What are some good VHDL examples for newbies?

3 Answers

0 votes
by (700 points)

Examples:

-- and gate :
z <= x and y ;

-- or gate : z <= x or y ;

-- xor gate : z <= x xor y ;

-- not gate : z <= not x ;

-- single line conditional statement : output <= '1' when some_signal = 500 else '0' ;

-- very simple clock division : clock_division_by_2 : process ( INPUT_CLOCK ) is
begin
if rising_edge ( INPUT_CLOCK ) then
div_2_clock <= not div_2_clock ;
end if ;
end process clock_division_by_2 ;

-- shift right register : shifter_register_right : process ( INPUT_CLOCK ) is
begin
if rising_edge ( INPUT_CLOCK ) then
shift_register <= input & shift_register ( 7 downto 1 ) ;
end if ;
end process shifter_register_right ;

-- shift left register : shifter_register_left : process ( INPUT_CLOCK ) is
begin
if rising_edge ( INPUT_CLOCK ) then
shift_register <= shift_register ( 6 downto 0 ) & input ;
end if ;
end process shifter_register_right ;

-- register with an asynchronous reset : asynchronous_reset : process ( INPUT_CLOCK , INPUT_RESET ) is
begin
if INPUT_RESET = '1' then
some_signal <= ( others => '0' ) ;
elsif rising_edge ( INPUT_CLOCK ) then
some_signal <= some_other_signal ;
end if ;
end process shifter_register_right ;

-- register with a synchronous reset : synchronous_reset : process ( INPUT_CLOCK ) is
begin
if rising_edge ( INPUT_CLOCK ) then
if INPUT_RESET = '1' then
some_signal <= ( others => '0' ) ;
else
some_signal <= some_other_signal ;
end if ;
end if ;
end process synchronous_reset ;

-- register with both an asynchronous and synchronous reset : synchronous_reset : process ( INPUT_CLOCK , INPUT_ARESET ) is
begin
if INPUT_ARESET = '1' then
some_signal <= ( others => '0' ) ;
elsifif rising_edge ( INPUT_CLOCK ) then
if INPUT_SRESET = '1' then
some_signal <= ( others => '0' ) ;
else
some_signal <= some_other_signal ;
end if ;
end if ;
end process synchronous_reset ;

-- 2 stage synchronizer : synchronizer : process ( INPUT_CLOCK ) is
begin
if rising_edge ( INPUT_CLOCK ) then
registered_1_input <= input ;
registered_2_input <= registered_1_input ;
end if ;
end process synchronizer ;

-- un-pipelined adder : slow_adder : process ( INPUT_CLOCK ) is
begin
if rising_edge ( INPUT_CLOCK ) then
result <= a + b + c;
end if ;
end process slow_adder ;

-- pipelined adder : fast_adder : process ( INPUT_CLOCK ) is
begin
if rising_edge ( INPUT_CLOCK ) then
a_plus_b <= a + b ;
result <= a_plus_b + c;
end if ;
end process fast_adder ;
More good ( but more complex ) examples for newbies are :

De-bouncing circuit
Binary to one hot encoder
One hot to binary encoder
Binary to Grey converter
UART circuit
SPI circuit
Barrel shifter
Asynchronous FIFO
Synchronous FIFO
0 votes
by (700 points)

I think newbies should first try to code a clock, reset, and a counter.
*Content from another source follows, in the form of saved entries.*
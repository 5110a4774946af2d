//! Configuration loading using Figment for layered config merging.
//!
//! Merge order (later overrides earlier):
//! 1. Compiled defaults
//! 2. `/etc/donorflow/donorflow.toml` (system-wide)
//! 3. `~/.config/donorflow/donorflow.toml` (user XDG config)
//! 4. `./donorflow.toml` (local directory)
//! 5. `DONORFLOW_*` environment variables

#![allow(clippy::result_large_err)] // figment::Error is external

use std::path::Path;

use figment::{
    providers::{Env, Format, Serialized, Toml},
    Figment,
};
use serde::{Deserialize, Serialize};
use thiserror::Error;

/// Longest a pending appointment request may live (90 days).
pub const MAX_REQUEST_EXPIRY_HOURS: i64 = 24 * 90;

/// Longest accepted gap between donations (three years).
pub const MAX_DONATION_INTERVAL_DAYS: i64 = 3 * 365;

pub const MAX_LOCK_RETRIES: u32 = 1_000;

pub const MAX_LOCK_BACKOFF_MS: u64 = 1_000;

#[derive(Debug, Error)]
pub enum ConfigError {
    #[error("failed to load configuration: {0}")]
    Load(#[from] figment::Error),

    #[error("invalid configuration: {0}")]
    Invalid(String),
}

/// Top-level engine configuration. Every section is optional.
#[derive(Debug, Clone, Default, PartialEq, Eq, Deserialize, Serialize)]
#[serde(deny_unknown_fields)]
pub struct EngineConfig {
    #[serde(default)]
    pub scheduling: SchedulingConfig,

    #[serde(default)]
    pub eligibility: EligibilityConfig,

    #[serde(default)]
    pub inventory: InventoryConfig,

    #[serde(default)]
    pub store: StoreConfig,

    #[serde(default)]
    pub logging: LoggingConfig,
}

#[derive(Debug, Clone, PartialEq, Eq, Deserialize, Serialize)]
#[serde(deny_unknown_fields)]
pub struct SchedulingConfig {
    /// Capacity assumed for a slot nobody configured.
    #[serde(default = "default_slot_capacity")]
    pub default_slot_capacity: u32,

    /// How long a pending appointment request lives before expiring.
    #[serde(default = "default_request_expiry_hours")]
    pub request_expiry_hours: i64,
}

impl Default for SchedulingConfig {
    fn default() -> Self {
        Self {
            default_slot_capacity: default_slot_capacity(),
            request_expiry_hours: default_request_expiry_hours(),
        }
    }
}

fn default_slot_capacity() -> u32 {
    10
}

fn default_request_expiry_hours() -> i64 {
    72
}

#[derive(Debug, Clone, PartialEq, Eq, Deserialize, Serialize)]
#[serde(deny_unknown_fields)]
pub struct EligibilityConfig {
    /// Minimum days between two donations by the same donor.
    #[serde(default = "default_min_donation_interval_days")]
    pub min_donation_interval_days: i64,
}

impl Default for EligibilityConfig {
    fn default() -> Self {
        Self {
            min_donation_interval_days: default_min_donation_interval_days(),
        }
    }
}

fn default_min_donation_interval_days() -> i64 {
    90
}

#[derive(Debug, Clone, PartialEq, Eq, Deserialize, Serialize)]
#[serde(deny_unknown_fields)]
pub struct InventoryConfig {
    /// Try to fulfill new workflows straight from stock.
    #[serde(default = "default_true")]
    pub auto_match_on_create: bool,
}

impl Default for InventoryConfig {
    fn default() -> Self {
        Self {
            auto_match_on_create: true,
        }
    }
}

fn default_true() -> bool {
    true
}

#[derive(Debug, Clone, PartialEq, Eq, Deserialize, Serialize)]
#[serde(deny_unknown_fields)]
pub struct StoreConfig {
    /// Lock attempts before a contended write surfaces as a conflict.
    #[serde(default = "default_lock_retries")]
    pub lock_retries: u32,

    #[serde(default = "default_lock_backoff_ms")]
    pub lock_backoff_ms: u64,
}

impl Default for StoreConfig {
    fn default() -> Self {
        Self {
            lock_retries: default_lock_retries(),
            lock_backoff_ms: default_lock_backoff_ms(),
        }
    }
}

fn default_lock_retries() -> u32 {
    5
}

fn default_lock_backoff_ms() -> u64 {
    2
}

#[derive(Debug, Clone, PartialEq, Eq, Deserialize, Serialize)]
#[serde(deny_unknown_fields)]
pub struct LoggingConfig {
    /// Logging level (trace, debug, info, warn, error).
    #[serde(default = "default_log_level")]
    pub level: String,
}

impl Default for LoggingConfig {
    fn default() -> Self {
        Self {
            level: default_log_level(),
        }
    }
}

fn default_log_level() -> String {
    "info".to_string()
}

impl EngineConfig {
    /// Reject values that parse but make no sense.
    pub fn validate(&self) -> Result<(), ConfigError> {
        if !(1..=MAX_REQUEST_EXPIRY_HOURS).contains(&self.scheduling.request_expiry_hours) {
            return Err(ConfigError::Invalid(format!(
                "scheduling.request_expiry_hours must be between 1 and {MAX_REQUEST_EXPIRY_HOURS}"
            )));
        }
        if !(1..=MAX_DONATION_INTERVAL_DAYS).contains(&self.eligibility.min_donation_interval_days) {
            return Err(ConfigError::Invalid(format!(
                "eligibility.min_donation_interval_days must be between 1 and {MAX_DONATION_INTERVAL_DAYS}"
            )));
        }
        if self.store.lock_retries > MAX_LOCK_RETRIES {
            return Err(ConfigError::Invalid(format!(
                "store.lock_retries must be at most {MAX_LOCK_RETRIES}"
            )));
        }
        if self.store.lock_backoff_ms > MAX_LOCK_BACKOFF_MS {
            return Err(ConfigError::Invalid(format!(
                "store.lock_backoff_ms must be at most {MAX_LOCK_BACKOFF_MS}"
            )));
        }
        if !matches!(
            self.logging.level.as_str(),
            "trace" | "debug" | "info" | "warn" | "error"
        ) {
            return Err(ConfigError::Invalid(format!(
                "logging.level must be one of trace, debug, info, warn, error (got '{}')",
                self.logging.level
            )));
        }
        Ok(())
    }
}

/// Load configuration from the standard hierarchy with env var overrides.
pub fn load_config() -> Result<EngineConfig, ConfigError> {
    let config: EngineConfig = build_figment().extract()?;
    config.validate()?;
    Ok(config)
}

/// Load configuration from a TOML string only. Used for tests.
pub fn load_config_from_str(toml_content: &str) -> Result<EngineConfig, ConfigError> {
    let config: EngineConfig = Figment::new()
        .merge(Serialized::defaults(EngineConfig::default()))
        .merge(Toml::string(toml_content))
        .extract()?;
    config.validate()?;
    Ok(config)
}

/// Load configuration from a specific file path with env var overrides.
pub fn load_config_from_path(path: &Path) -> Result<EngineConfig, ConfigError> {
    let config: EngineConfig = Figment::new()
        .merge(Serialized::defaults(EngineConfig::default()))
        .merge(Toml::file(path))
        .merge(env_provider())
        .extract()?;
    config.validate()?;
    Ok(config)
}

pub fn build_figment() -> Figment {
    Figment::new()
        .merge(Serialized::defaults(EngineConfig::default()))
        .merge(Toml::file("/etc/donorflow/donorflow.toml"))
        .merge(Toml::file(
            dirs::config_dir()
                .map(|d| d.join("donorflow/donorflow.toml"))
                .unwrap_or_default(),
        ))
        .merge(Toml::file("donorflow.toml"))
        .merge(env_provider())
}

/// Map `DONORFLOW_SECTION_KEY` onto `section.key`.
///
/// Uses `Env::map()` rather than `split("_")` because keys themselves
/// contain underscores (`DONORFLOW_STORE_LOCK_RETRIES` is `store.lock_retries`).
fn env_provider() -> Env {
    Env::prefixed("DONORFLOW_").map(|key| {
        key.as_str()
            .replacen("scheduling_", "scheduling.", 1)
            .replacen("eligibility_", "eligibility.", 1)
            .replacen("inventory_", "inventory.", 1)
            .replacen("store_", "store.", 1)
            .replacen("logging_", "logging.", 1)
            .into()
    })
}

#[cfg(test)]
mod tests {
    use super::*;

    #[test]
    fn empty_toml_yields_defaults() {
        let config = load_config_from_str("").unwrap();
        assert_eq!(config, EngineConfig::default());
        assert_eq!(config.scheduling.default_slot_capacity, 10);
        assert_eq!(config.eligibility.min_donation_interval_days, 90);
        assert!(config.inventory.auto_match_on_create);
    }

    #[test]
    fn sections_override_defaults() {
        let config = load_config_from_str(
            r#"
[scheduling]
default_slot_capacity = 4
request_expiry_hours = 24

[store]
lock_retries = 9

[logging]
level = "debug"
"#,
        )
        .unwrap();
        assert_eq!(config.scheduling.default_slot_capacity, 4);
        assert_eq!(config.scheduling.request_expiry_hours, 24);
        assert_eq!(config.store.lock_retries, 9);
        assert_eq!(config.store.lock_backoff_ms, 2);
        assert_eq!(config.logging.level, "debug");
    }

    #[test]
    fn unknown_keys_are_rejected() {
        let err = load_config_from_str(
            r#"
[scheduling]
default_slot_capcity = 4
"#,
        )
        .unwrap_err();
        let msg = err.to_string();
        assert!(
            msg.contains("unknown field") || msg.contains("default_slot_capcity"),
            "got: {msg}"
        );
    }

    #[test]
    fn nonsensical_values_fail_validation() {
        let err = load_config_from_str(
            r#"
[eligibility]
min_donation_interval_days = 0
"#,
        )
        .unwrap_err();
        assert!(matches!(err, ConfigError::Invalid(_)));

        let err = load_config_from_str(
            r#"
[logging]
level = "loud"
"#,
        )
        .unwrap_err();
        assert!(matches!(err, ConfigError::Invalid(_)));
    }

    #[test]
    fn oversized_durations_fail_validation() {
        for toml in [
            "[eligibility]\nmin_donation_interval_days = 200000000\n",
            "[scheduling]\nrequest_expiry_hours = 9223372036854775807\n",
            "[store]\nlock_backoff_ms = 60000\n",
            "[store]\nlock_retries = 4000000000\n",
        ] {
            let err = load_config_from_str(toml).unwrap_err();
            assert!(matches!(err, ConfigError::Invalid(_)), "accepted: {toml}");
        }

        let edge = format!(
            "[eligibility]\nmin_donation_interval_days = {MAX_DONATION_INTERVAL_DAYS}\n"
        );
        assert!(load_config_from_str(&edge).is_ok());
    }

    #[test]
    fn env_vars_map_onto_sections() {
        figment::Jail::expect_with(|jail| {
            jail.create_file(
                "donorflow.toml",
                r#"
[scheduling]
default_slot_capacity = 3
"#,
            )?;
            jail.set_env("DONORFLOW_STORE_LOCK_RETRIES", "11");
            jail.set_env("DONORFLOW_SCHEDULING_DEFAULT_SLOT_CAPACITY", "6");

            let config = load_config_from_path(Path::new("donorflow.toml"))
                .map_err(|e| e.to_string())?;
            assert_eq!(config.store.lock_retries, 11);
            assert_eq!(config.scheduling.default_slot_capacity, 6);
            Ok(())
        });
    }
}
For example:

library ieee;
use ieee.std_logic_1164.all;
use ieee.numeric_std.all;

entity counter is
generic (
D_WIDTH : integer := 8
);
port (
reset_n_i : in std_logic;
clk_i : in std_logic;
q_o : out std_logic_vector(D_WIDTH-1 downto 0)

);
end entity;

architecture rtl of counter is

signal cnt : unsigned(D_WIDTH-1 downto 0) := (others => '0');

begin

process (clk_i)
begin
if rising_edge(clk_i) then
cnt <= cnt + 1;
if reset_n_i = '0' then
cnt <= (others => '0');
end if;
end if;
end process;

q_o <= std_logic_vector(cnt);

end;
And:
library ieee;
use ieee.std_logic_1164.all;
use ieee.numeric_std.all;

entity tb
end entity;

architecture behav of tb is

component counter is
generic (
D_WIDTH : integer := 8);
port (
reset_n_i : in std_logic;
clk_i : in std_logic;
q_o : out std_logic_vector(D_WIDTH-1 downto 0));
end component;

signal clk : std_logic := '0';
signal reset_n : std_logic_vector(3 downto 0) := x"0";
constant D_WIDTH : integer := 8;
signal dut_result : std_logic_vector(D_WIDTH-1 downto 0);

begin

process
begin
clk <= '0';
wait for 5 ns;
clk <= '1';
wait for 5 ns;
end process;

process (clk)
begin
if rising_edge(clk) then
reset_n <= reset_n(2 downto 0) & '1';
report "counter output = " & integer'image(to_integer(unsigned(dut_result)));
end if;
end process;

dut: counter
generic map (
D_WIDTH => D_WIDTH)
port map (
reset_n_i => reset_n(3),
clk_i => clk,
q_o => dut_result);

end
0 votes
by (700 points)

For beginners, it is easier to start by implementing basic logic gates using VHDL. This helps them get familiar with the language and learn how to do define signals, architectures etc. For example, to implement a simple AND gate, we need two inputs and one output. First of all, hardware input/output ports are defined in an entity. Entity is a VHDL keyword and its use is explained below:

entity newbie_code is
port (
in1 : in std_logic;
in2 : in std_logic;
and_output : out std_logic
);
end newbie_code;
Here, newbie_code is the name of the entity that we are defining which contains two inputs: in1 and in2, and one output and_output. The inputs and outputs are of std_logic type. As you know in all programming languages, variables must have a type, here the type is std_logic, which means it can have either a value of 0 or 1 (for now). The keywords in and out define whether the ports are input or output. Now that the entity is defined, we can define the architecture :
architecture rtl of newbie_code is

signal and_gate : std_logic;

begin
and_gate <= in1 and in2;
and_output <= and_gate;
end rtl;
A signal is declared inside the architecture of std_logic type. This signal, and_gate, is assigned the value of the result we get when in1 is anded with in2. '<=' is the assignment operator. Finally, and_gate is assigned to our output. This concludes the code of an AND gate implementation. The only thing left is to remember to include libraries at the top of the code that contains the definitions of functions used in the code. For the above code we must include these lines at the top:

library ieee;
use ieee.std_logic_1164.all;

Some other great examples to look at are implementation of MUX, adder, XOR gate, flip flops etc.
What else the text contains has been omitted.